Work instruction: Once the line containing "id = self.inner.next_subscriber.fetch_add(1, Ordering::Relaxed);" is found in the entries below, restate it and each following line word for word, stopping after the line containing "the visibility contract.".

Stored data entries:
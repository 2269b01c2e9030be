//! Options monitor: cached, change-driven resolution of typed options.
//!
//! The monitor owns the published value for one pipeline. It resolves once
//! at construction, then re-resolves whenever the configuration source fires
//! a change token:
//!
//! - Resolution cycles serialize through a single mutex; two rapid change
//!   events run two cycles back to back, never interleaved.
//! - The watch token is re-armed *before* a cycle runs, so a change landing
//!   mid-cycle gets its own token and its own cycle; no change is silently
//!   dropped.
//! - A cycle that fails validation leaves the previously published value in
//!   place and notifies nobody; the failure is recorded in the cycle
//!   statistics and surfaced only to callers of [`OptionsMonitor::reload`]
//!   (or construction, for the first cycle).
//! - [`OptionsMonitor::current`] never blocks and never runs the pipeline:
//!   it loads an atomically swapped `Arc`, observing either the old or the
//!   new value, never a half-configured one.
//!
//! Change callbacks, both the internal token callback and registered
//! subscribers, run on whichever thread triggered the change (a file
//! watcher thread, or the caller of [`MemorySource::set`]). Subscriber
//! callbacks must not synchronously trigger another cycle on the same
//! monitor (by mutating the source or calling `reload`); the cycle lock is
//! still held.
//!
//! [`MemorySource::set`]: crate::source::MemorySource::set

use arc_swap::ArcSwap;
use parking_lot::{Mutex, RwLock};
use std::sync::atomic::{AtomicU64, Ordering};
use std::sync::{Arc, Weak};
use std::time::Instant;
use tracing::{debug, warn};

use crate::error::Result;
use crate::options::pipeline::OptionsPipeline;
use crate::source::ConfigurationSource;

type ChangeCallback<T> = Arc<dyn Fn(&T) + Send + Sync>;

/// Resolution cycle statistics.
#[derive(Debug, Clone, Default)]
pub struct CycleStats {
    /// Total number of resolution cycles run after construction
    pub total_cycles: u64,
    /// Number of cycles that published a new value
    pub successful_cycles: u64,
    /// Number of cycles rejected by validation (or a failed source read)
    pub failed_cycles: u64,
    /// Timestamp of the last successful cycle
    pub last_success: Option<Instant>,
    /// Timestamp of the last failed cycle
    pub last_failure: Option<Instant>,
    /// Failure reason of the last failed cycle
    pub last_failure_reason: Option<String>,
}

/// Monitors a configuration source and keeps a validated, typed options
/// value current.
///
/// Construction fails if the initial resolution fails: a monitor never
/// starts without a valid value to serve, so [`current`](Self::current) is
/// infallible afterwards. Cloning is cheap and clones observe the same
/// published value. Dropping the last clone releases the source
/// subscription: a still-pending change token fires into nothing.
pub struct OptionsMonitor<T> {
    inner: Arc<MonitorInner<T>>,
}

struct MonitorInner<T> {
    source: Arc<dyn ConfigurationSource>,
    pipeline: OptionsPipeline<T>,
    current: ArcSwap<T>,
    /// Serializes resolution cycles; readers never take this.
    cycle: Mutex<()>,
    stats: RwLock<CycleStats>,
    subscribers: Mutex<Vec<(u64, ChangeCallback<T>)>>,
    next_subscriber: AtomicU64,
}

impl<T> OptionsMonitor<T>
where
    T: Default + Send + Sync + 'static,
{
    /// Construct a monitor and run the first resolution cycle synchronously.
    ///
    /// Returns the cycle's error if the initial configuration fails
    /// validation (fail-fast startup policy).
    pub fn new(source: Arc<dyn ConfigurationSource>, pipeline: OptionsPipeline<T>) -> Result<Self> {
        let initial = pipeline.resolve()?;
        debug!("Initial options resolution succeeded");

        let inner = Arc::new(MonitorInner {
            source,
            pipeline,
            current: ArcSwap::from_pointee(initial),
            cycle: Mutex::new(()),
            stats: RwLock::new(CycleStats::default()),
            subscribers: Mutex::new(Vec::new()),
            next_subscriber: AtomicU64::new(0),
        });

        MonitorInner::arm(&inner);
        // A mutation between the initial resolve and arming had no token to
        // fire; one armed cycle picks it up. Its failure is tolerable since
        // the initial value above is already published.
        if let Err(e) = MonitorInner::run_cycle(&inner) {
            warn!("Options re-resolution failed after startup, serving initial value: {e}");
        }

        Ok(Self { inner })
    }

    /// The latest published value.
    ///
    /// Never blocks and never runs the pipeline; repeated calls with no
    /// intervening change return the identical `Arc`.
    pub fn current(&self) -> Arc<T> {
        self.inner.current.load_full()
    }

    /// Manually run one resolution cycle and surface its result.
    ///
    /// On failure the previously published value stays in place and is
    /// still served by [`current`](Self::current).
    pub fn reload(&self) -> Result<Arc<T>> {
        debug!("Manual options reload triggered");
        MonitorInner::run_cycle(&self.inner)
    }

    /// Register a callback invoked with every newly published value.
    ///
    /// Subscribers are notified in registration order, once per successful
    /// cycle; failed cycles notify nobody. Dropping the returned handle
    /// unsubscribes. Unsubscribing concurrently with an in-flight
    /// notification is safe, but that one in-flight notification may still
    /// be observed; later ones never are.
    pub fn on_change<F>(&self, callback: F) -> ChangeSubscription
    where
        F: Fn(&T) + Send + Sync + 'static,
    {
        let id = self.inner.next_subscriber.fetch_add(1, Ordering::Relaxed);
        self.inner.subscribers.lock().push((id, Arc::new(callback)));

        let weak = Arc::downgrade(&self.inner);
        ChangeSubscription {
            cancel: Some(Box::new(move || {
                if let Some(inner) = weak.upgrade() {
                    inner
                        .subscribers
                        .lock()
                        .retain(|(existing, _)| *existing != id);
                }
            })),
        }
    }

    /// Snapshot of the cycle statistics.
    pub fn stats(&self) -> CycleStats {
        self.inner.stats.read().clone()
    }
}

impl<T> Clone for OptionsMonitor<T> {
    fn clone(&self) -> Self {
        Self {
            inner: Arc::clone(&self.inner),
        }
    }
}

impl<T> MonitorInner<T>
where
    T: Default + Send + Sync + 'static,
{
    /// Register for the source's next change. Holding only a weak reference
    /// keeps a dropped monitor from being revived by its own token.
    fn arm(inner: &Arc<Self>) {
        let token = inner.source.watch();
        let weak = Arc::downgrade(inner);
        token.on_fire(move || {
            let Some(inner) = weak.upgrade() else {
                return;
            };
            // Re-arm before resolving so a change arriving during the cycle
            // gets its own token and cycle.
            Self::arm(&inner);
            if let Err(e) = Self::run_cycle(&inner) {
                warn!("Options resolution cycle failed, keeping previous value: {e}");
            }
        });
    }

    fn run_cycle(inner: &Arc<Self>) -> Result<Arc<T>> {
        let _cycle = inner.cycle.lock();

        let outcome = inner.pipeline.resolve();
        let mut stats = inner.stats.write();
        stats.total_cycles += 1;

        match outcome {
            Ok(options) => {
                let published = Arc::new(options);
                inner.current.store(Arc::clone(&published));
                stats.successful_cycles += 1;
                stats.last_success = Some(Instant::now());
                drop(stats);
                debug!("Published new options value");

                // Snapshot so unsubscribe never contends with a running
                // callback; see on_change for the visibility contract.
                let callbacks: Vec<ChangeCallback<T>> = inner
                    .subscribers
                    .lock()
                    .iter()
                    .map(|(_, callback)| Arc::clone(callback))
                    .collect();
                for callback in callbacks {
                    callback(&published);
                }
                Ok(published)
            }
            Err(e) => {
                stats.failed_cycles += 1;
                stats.last_failure = Some(Instant::now());
                stats.last_failure_reason = Some(e.to_string());
                Err(e)
            }
        }
    }
}

/// Handle for one [`OptionsMonitor::on_change`] registration.
///
/// Unsubscribes when dropped or when [`unsubscribe`](Self::unsubscribe) is
/// called explicitly.
pub struct ChangeSubscription {
    cancel: Option<Box<dyn FnOnce() + Send>>,
}

impl ChangeSubscription {
    /// Remove the registration now.
    pub fn unsubscribe(mut self) {
        if let Some(cancel) = self.cancel.take() {
            cancel();
        }
    }
}

impl Drop for ChangeSubscription {
    fn drop(&mut self) {
        if let Some(cancel) = self.cancel.take() {
            cancel();
        }
    }
}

Written answer:
        let id = self.inner.next_subscriber.fetch_add(1, Ordering::Relaxed);
        self.inner.subscribers.lock().push((id, Arc::new(callback)));

        let weak = Arc::downgrade(&self.inner);
        ChangeSubscription {
            cancel: Some(Box::new(move || {
                if let Some(inner) = weak.upgrade() {
                    inner
                        .subscribers
                        .lock()
                        .retain(|(existing, _)| *existing != id);
                }
            })),
        }
    }

    /// Snapshot of the cycle statistics.
    pub fn stats(&self) -> CycleStats {
        self.inner.stats.read().clone()
    }
}

impl<T> Clone for OptionsMonitor<T> {
    fn clone(&self) -> Self {
        Self {
            inner: Arc::clone(&self.inner),
        }
    }
}

impl<T> MonitorInner<T>
where
    T: Default + Send + Sync + 'static,
{
    /// Register for the source's next change. Holding only a weak reference
    /// keeps a dropped monitor from being revived by its own token.
    fn arm(inner: &Arc<Self>) {
        let token = inner.source.watch();
        let weak = Arc::downgrade(inner);
        token.on_fire(move || {
            let Some(inner) = weak.upgrade() else {
                return;
            };
            // Re-arm before resolving so a change arriving during the cycle
            // gets its own token and cycle.
            Self::arm(&inner);
            if let Err(e) = Self::run_cycle(&inner) {
                warn!("Options resolution cycle failed, keeping previous value: {e}");
            }
        });
    }

    fn run_cycle(inner: &Arc<Self>) -> Result<Arc<T>> {
        let _cycle = inner.cycle.lock();

        let outcome = inner.pipeline.resolve();
        let mut stats = inner.stats.write();
        stats.total_cycles += 1;

        match outcome {
            Ok(options) => {
                let published = Arc::new(options);
                inner.current.store(Arc::clone(&published));
                stats.successful_cycles += 1;
                stats.last_success = Some(Instant::now());
                drop(stats);
                debug!("Published new options value");

                // Snapshot so unsubscribe never contends with a running
                // callback; see on_change for the visibility contract.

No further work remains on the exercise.